#![forbid(unsafe_code)]

use kcfg_apply::{update, GcListMode, Outcome, UpdateOptions};
use kcfg_core::{
    ApiError, Gvk, RankTable, Resource, ANNOTATION_GC_STRATEGY, ANNOTATION_GC_TAG, ANNOTATION_LAST_APPLIED, LABEL_GC_TAG,
};
use kcfg_diff::{run_diff, DiffStrategy};
use kcfg_kubehub::{DeleteOptions, Discovery, KindInfo, MemoryCluster, ServerVersion, Session, Transport};
use serde_json::{json, Value};

fn res(v: Value) -> Resource { Resource::from_json(v).unwrap() }

fn cm(ns: &str, name: &str) -> Resource {
    res(json!({
        "apiVersion": "v1",
        "kind": "ConfigMap",
        "metadata": {"name": name, "namespace": ns},
        "data": {"key": name},
    }))
}

fn tagged(tag: &str) -> UpdateOptions { UpdateOptions { gc_tag: Some(tag.to_string()), ..Default::default() } }

fn configmap_gvk() -> Gvk { Gvk::new("", "v1", "ConfigMap") }

#[tokio::test]
async fn applied_objects_carry_tag_and_snapshot() {
    let cluster = MemoryCluster::new();
    let session = Session::over(&cluster, "default");
    let report = update(&session, vec![cm("myns", "new")], &tagged("T"), &RankTable::default()).await.unwrap();
    assert_eq!(report.applied[0].1, Outcome::Created);

    let live = cluster.lookup(&configmap_gvk(), Some("myns"), "new").unwrap();
    assert_eq!(live.annotation(ANNOTATION_GC_TAG), Some("T"));
    assert_eq!(live.label(LABEL_GC_TAG), Some("T"));
    assert!(live.annotation(ANNOTATION_LAST_APPLIED).unwrap().starts_with("H4sI"));
    assert_eq!(report.gc.unwrap().deleted.len(), 0);
}

#[tokio::test]
async fn objects_dropped_from_input_are_collected() {
    let cluster = MemoryCluster::new();
    let session = Session::over(&cluster, "default");
    let table = RankTable::default();
    update(&session, vec![cm("myns", "new"), cm("myns", "keep")], &tagged("T"), &table).await.unwrap();

    let report = update(&session, vec![cm("myns", "keep")], &tagged("T"), &table).await.unwrap();
    assert_eq!(report.applied, vec![(cm("myns", "keep").identity(), Outcome::Unchanged)]);
    let gc = report.gc.unwrap();
    assert_eq!(gc.deleted, vec![cm("myns", "new").identity()]);
    assert!(cluster.lookup(&configmap_gvk(), Some("myns"), "new").is_none());
    assert!(cluster.lookup(&configmap_gvk(), Some("myns"), "keep").is_some());
    assert!(cluster.calls().last().unwrap().starts_with("delete configmaps myns.new (Foreground)"));
}

#[tokio::test]
async fn skip_gc_and_dry_run_preserve_objects() {
    let cluster = MemoryCluster::new();
    let session = Session::over(&cluster, "default");
    let table = RankTable::default();
    update(&session, vec![cm("myns", "new")], &tagged("T"), &table).await.unwrap();

    let skip = UpdateOptions { skip_gc: true, ..tagged("T") };
    let report = update(&session, vec![], &skip, &table).await.unwrap();
    assert!(report.gc.is_none());
    assert!(cluster.lookup(&configmap_gvk(), Some("myns"), "new").is_some());

    let calls_before = cluster.calls().len();
    let dry = UpdateOptions { dry_run: true, ..tagged("T") };
    let report = update(&session, vec![cm("myns", "other")], &dry, &table).await.unwrap();
    assert_eq!(report.applied[0].1, Outcome::Created);
    assert_eq!(report.gc.unwrap().would_delete, vec![cm("myns", "new").identity()]);
    assert!(cluster.lookup(&configmap_gvk(), Some("myns"), "new").is_some());
    assert!(cluster.lookup(&configmap_gvk(), Some("myns"), "other").is_none());
    assert_eq!(cluster.calls().len(), calls_before);
}

#[tokio::test]
async fn duplicates_are_rejected_before_any_mutation() {
    let cluster = MemoryCluster::new();
    let session = Session::over(&cluster, "default");
    let err = update(&session, vec![cm("myns", "foo"), cm("myns", "foo")], &tagged("T"), &RankTable::default())
        .await
        .unwrap_err();
    assert_eq!(err.to_string(), r#"duplicate resource /v1, Kind=ConfigMap, "myns", "foo""#);
    assert!(cluster.calls().is_empty());
}

#[tokio::test]
async fn invalid_tag_is_rejected() {
    let cluster = MemoryCluster::new();
    let session = Session::over(&cluster, "default");
    let err = update(&session, vec![cm("myns", "foo")], &tagged("not a label!"), &RankTable::default())
        .await
        .unwrap_err();
    assert!(err.to_string().starts_with("invalid --gc-tag"));
    assert!(cluster.calls().is_empty());
}

#[tokio::test]
async fn ignored_owned_and_foreign_objects_survive_gc() {
    let cluster = MemoryCluster::new();
    let session = Session::over(&cluster, "default");

    let mut ignored = cm("myns", "ignored");
    ignored.set_annotation(ANNOTATION_GC_TAG, "T");
    ignored.set_annotation(ANNOTATION_GC_STRATEGY, "ignore");
    cluster.insert(ignored);

    let mut owned = cm("myns", "owned").into_json();
    owned["metadata"]["annotations"] = json!({ANNOTATION_GC_TAG: "T"});
    owned["metadata"]["ownerReferences"] =
        json!([{"apiVersion": "apps/v1", "kind": "Deployment", "name": "d", "uid": "x", "controller": true}]);
    cluster.insert(res(owned));

    let mut foreign = cm("myns", "foreign");
    foreign.set_annotation(ANNOTATION_GC_TAG, "U");
    cluster.insert(foreign);

    let mut legacy = cm("myns", "legacy");
    legacy.set_label(LABEL_GC_TAG, "T");
    cluster.insert(legacy);

    let report = update(&session, vec![], &tagged("T"), &RankTable::default()).await.unwrap();
    let gc = report.gc.unwrap();
    assert_eq!(gc.deleted, vec![cm("myns", "legacy").identity()]);
    assert_eq!(gc.considered, 4);
    for name in ["ignored", "owned", "foreign"] {
        assert!(cluster.lookup(&configmap_gvk(), Some("myns"), name).is_some(), "{}", name);
    }
}

#[tokio::test]
async fn per_namespace_listing_skips_forbidden_namespaces() {
    let cluster = MemoryCluster::new();
    for (ns, team) in [("a", "x"), ("b", "x"), ("c", "y")] {
        let mut n = res(json!({"apiVersion": "v1", "kind": "Namespace", "metadata": {"name": ns}}));
        n.set_label("team", team);
        cluster.insert(n);
        let mut stale = cm(ns, "stale");
        stale.set_annotation(ANNOTATION_GC_TAG, "T");
        cluster.insert(stale);
    }
    cluster.forbid_list("ConfigMap", Some("a"));
    cluster.forbid_list("ConfigMap", None);
    let session = Session::over(&cluster, "default");

    let opts = UpdateOptions { gc_list_mode: GcListMode::PerNamespace, gc_ns_selector: Some("team=x".into()), ..tagged("T") };
    let report = update(&session, vec![], &opts, &RankTable::default()).await.unwrap();
    let gc = report.gc.unwrap();
    assert_eq!(gc.forbidden_lists, 1);
    assert_eq!(gc.deleted, vec![cm("b", "stale").identity()]);
    assert!(cluster.lookup(&configmap_gvk(), Some("a"), "stale").is_some());
    // outside the selector
    assert!(cluster.lookup(&configmap_gvk(), Some("c"), "stale").is_some());
}

#[tokio::test]
async fn forbidden_cluster_wide_list_is_not_fatal() {
    let cluster = MemoryCluster::new();
    let mut stale = cm("a", "stale");
    stale.set_annotation(ANNOTATION_GC_TAG, "T");
    cluster.insert(stale);
    cluster.forbid_list("ConfigMap", None);
    let session = Session::over(&cluster, "default");

    let report = update(&session, vec![], &tagged("T"), &RankTable::default()).await.unwrap();
    let gc = report.gc.unwrap();
    assert_eq!(gc.forbidden_lists, 1);
    assert!(gc.deleted.is_empty());
}

#[tokio::test]
async fn patch_keeps_foreign_fields_and_drops_removed_ones() {
    let cluster = MemoryCluster::new();
    let session = Session::over(&cluster, "default");
    let table = RankTable::default();
    let first = res(json!({
        "apiVersion": "v1", "kind": "ConfigMap",
        "metadata": {"name": "cfg", "namespace": "ns"},
        "data": {"a": "1", "b": "2"},
    }));
    update(&session, vec![first], &UpdateOptions::default(), &table).await.unwrap();

    let stored = cluster.lookup(&configmap_gvk(), Some("ns"), "cfg").unwrap();
    let mut foreign = stored.into_json();
    foreign["data"]["c"] = json!("3");
    cluster.insert(res(foreign));

    let second = res(json!({
        "apiVersion": "v1", "kind": "ConfigMap",
        "metadata": {"name": "cfg", "namespace": "ns"},
        "data": {"a": "10"},
    }));
    let report = update(&session, vec![second], &UpdateOptions::default(), &table).await.unwrap();
    assert_eq!(report.applied[0].1, Outcome::Patched);
    assert!(report.gc.is_none());
    let live = cluster.lookup(&configmap_gvk(), Some("ns"), "cfg").unwrap();
    assert_eq!(live.to_json()["data"], json!({"a": "10", "c": "3"}));
}

#[tokio::test]
async fn create_disabled_and_unknown_kinds() {
    let cluster = MemoryCluster::new();
    let session = Session::over(&cluster, "default");
    let table = RankTable::default();

    let no_create = UpdateOptions { create: false, ..Default::default() };
    let err = update(&session, vec![cm("ns", "x")], &no_create, &table).await.unwrap_err();
    assert!(format!("{:#}", err).contains("error updating configmaps ns.x"));

    let widget = res(json!({"apiVersion": "example.com/v1", "kind": "Widget", "metadata": {"name": "w"}}));
    assert!(update(&session, vec![widget.clone()], &UpdateOptions::default(), &table).await.is_err());
    let lenient = UpdateOptions { ignore_unknown: true, ..Default::default() };
    let report = update(&session, vec![widget, cm("ns", "y")], &lenient, &table).await.unwrap();
    assert_eq!(report.skipped_unknown, 1);
    assert_eq!(report.applied.len(), 1);
}

#[tokio::test]
async fn default_namespace_is_filled_in_and_old_servers_get_background_deletes() {
    let cluster = MemoryCluster::new().with_version(ServerVersion::new(1, 5));
    let session = Session::over(&cluster, "team");
    let table = RankTable::default();
    let bare = res(json!({"apiVersion": "v1", "kind": "ConfigMap", "metadata": {"name": "x"}}));
    update(&session, vec![bare], &tagged("T"), &table).await.unwrap();
    assert!(cluster.lookup(&configmap_gvk(), Some("team"), "x").is_some());

    update(&session, vec![], &tagged("T"), &table).await.unwrap();
    assert_eq!(cluster.calls().last().map(String::as_str), Some("delete configmaps team.x (Background)"));
}

#[tokio::test]
async fn objects_are_applied_in_dependency_order() {
    let cluster = MemoryCluster::new();
    let session = Session::over(&cluster, "default");
    let objs = vec![
        res(json!({"apiVersion": "apps/v1", "kind": "Deployment", "metadata": {"name": "web", "namespace": "app"}})),
        cm("app", "conf"),
        res(json!({"apiVersion": "v1", "kind": "Namespace", "metadata": {"name": "app"}})),
    ];
    update(&session, objs, &UpdateOptions::default(), &RankTable::default()).await.unwrap();
    assert_eq!(
        cluster.calls(),
        vec!["create namespaces app", "create configmaps app.conf", "create deployments app.web"]
    );
}

#[tokio::test]
async fn tagged_update_has_no_last_applied_differences() {
    let cluster = MemoryCluster::new();
    let session = Session::over(&cluster, "default");
    update(&session, vec![cm("ns", "a")], &tagged("T"), &RankTable::default()).await.unwrap();

    let mut out = Vec::new();
    run_diff(&session, vec![cm("ns", "a")], DiffStrategy::LastApplied, &mut out).await.unwrap();
    assert_eq!(String::from_utf8(out).unwrap(), "*** configmaps ns.a has no differences\n");
}

fn stale(v: Value) -> Resource {
    let mut o = res(v);
    o.set_annotation(ANNOTATION_GC_TAG, "T");
    o
}

#[tokio::test]
async fn garbage_is_deleted_dependents_first() {
    let cluster = MemoryCluster::new();
    cluster.insert(stale(json!({"apiVersion": "apiextensions.k8s.io/v1", "kind": "CustomResourceDefinition", "metadata": {"name": "w"}})));
    cluster.insert(stale(json!({"apiVersion": "v1", "kind": "Namespace", "metadata": {"name": "app"}})));
    cluster.insert(stale(json!({"apiVersion": "apps/v1", "kind": "Deployment", "metadata": {"name": "d", "namespace": "app"}})));
    cluster.insert(stale(json!({"apiVersion": "v1", "kind": "ConfigMap", "metadata": {"name": "c", "namespace": "app"}})));
    let session = Session::over(&cluster, "default");

    let report = update(&session, vec![], &tagged("T"), &RankTable::default()).await.unwrap();
    assert_eq!(report.gc.unwrap().deleted.len(), 4);
    assert_eq!(
        cluster.calls(),
        vec![
            "delete deployments app.d (Foreground)",
            "delete configmaps app.c (Foreground)",
            "delete namespaces app (Foreground)",
            "delete customresourcedefinitions w (Foreground)",
        ]
    );
}

/// Another client recreates `replaced` and removes `vanished` while we collect.
struct Racing(MemoryCluster);

#[async_trait::async_trait]
impl Discovery for Racing {
    async fn server_version(&self) -> Result<ServerVersion, ApiError> { self.0.server_version().await }

    async fn server_resources(&self) -> Result<Vec<KindInfo>, ApiError> { self.0.server_resources().await }
}

#[async_trait::async_trait]
impl Transport for Racing {
    async fn get(&self, kind: &KindInfo, ns: Option<&str>, name: &str) -> Result<Resource, ApiError> {
        self.0.get(kind, ns, name).await
    }

    async fn create(&self, kind: &KindInfo, ns: Option<&str>, obj: &Resource) -> Result<Resource, ApiError> {
        self.0.create(kind, ns, obj).await
    }

    async fn patch(&self, kind: &KindInfo, ns: Option<&str>, name: &str, patch: &Value) -> Result<Resource, ApiError> {
        self.0.patch(kind, ns, name, patch).await
    }

    async fn delete(&self, kind: &KindInfo, ns: Option<&str>, name: &str, opts: &DeleteOptions) -> Result<(), ApiError> {
        match name {
            "replaced" => {
                let mut fresh = self.0.get(kind, ns, name).await?.into_json();
                fresh["metadata"]["uid"] = Value::Null;
                fresh["metadata"]["labels"] = json!({"generation": "second"});
                self.0.delete(kind, ns, name, &DeleteOptions { uid: None, ..opts.clone() }).await?;
                self.0.insert(res(fresh));
            }
            "vanished" => self.0.delete(kind, ns, name, &DeleteOptions { uid: None, ..opts.clone() }).await?,
            _ => {}
        }
        self.0.delete(kind, ns, name, opts).await
    }

    async fn list(&self, kind: &KindInfo, ns: Option<&str>, label_selector: Option<&str>) -> Result<Vec<Resource>, ApiError> {
        self.0.list(kind, ns, label_selector).await
    }
}

#[tokio::test]
async fn objects_changed_under_gc_count_as_raced() {
    let racing = Racing(MemoryCluster::new());
    for name in ["replaced", "vanished", "gone"] {
        let mut o = cm("myns", name);
        o.set_annotation(ANNOTATION_GC_TAG, "T");
        racing.0.insert(o);
    }
    let session = Session::over(&racing, "default");

    let report = update(&session, vec![], &tagged("T"), &RankTable::default()).await.unwrap();
    let gc = report.gc.unwrap();
    assert_eq!(gc.raced, 2);
    assert_eq!(gc.deleted, vec![cm("myns", "gone").identity()]);

    let survivor = racing.0.lookup(&configmap_gvk(), Some("myns"), "replaced").unwrap();
    assert_eq!(survivor.label("generation"), Some("second"));
    assert!(racing.0.lookup(&configmap_gvk(), Some("myns"), "vanished").is_none());
}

· · ·

Problem to work on -
Go through the material above and copy each line that has the word "objs".

Reply to the exercise -
    let objs = vec![
    update(&session, objs, &UpdateOptions::default(), &RankTable::default()).await.unwrap();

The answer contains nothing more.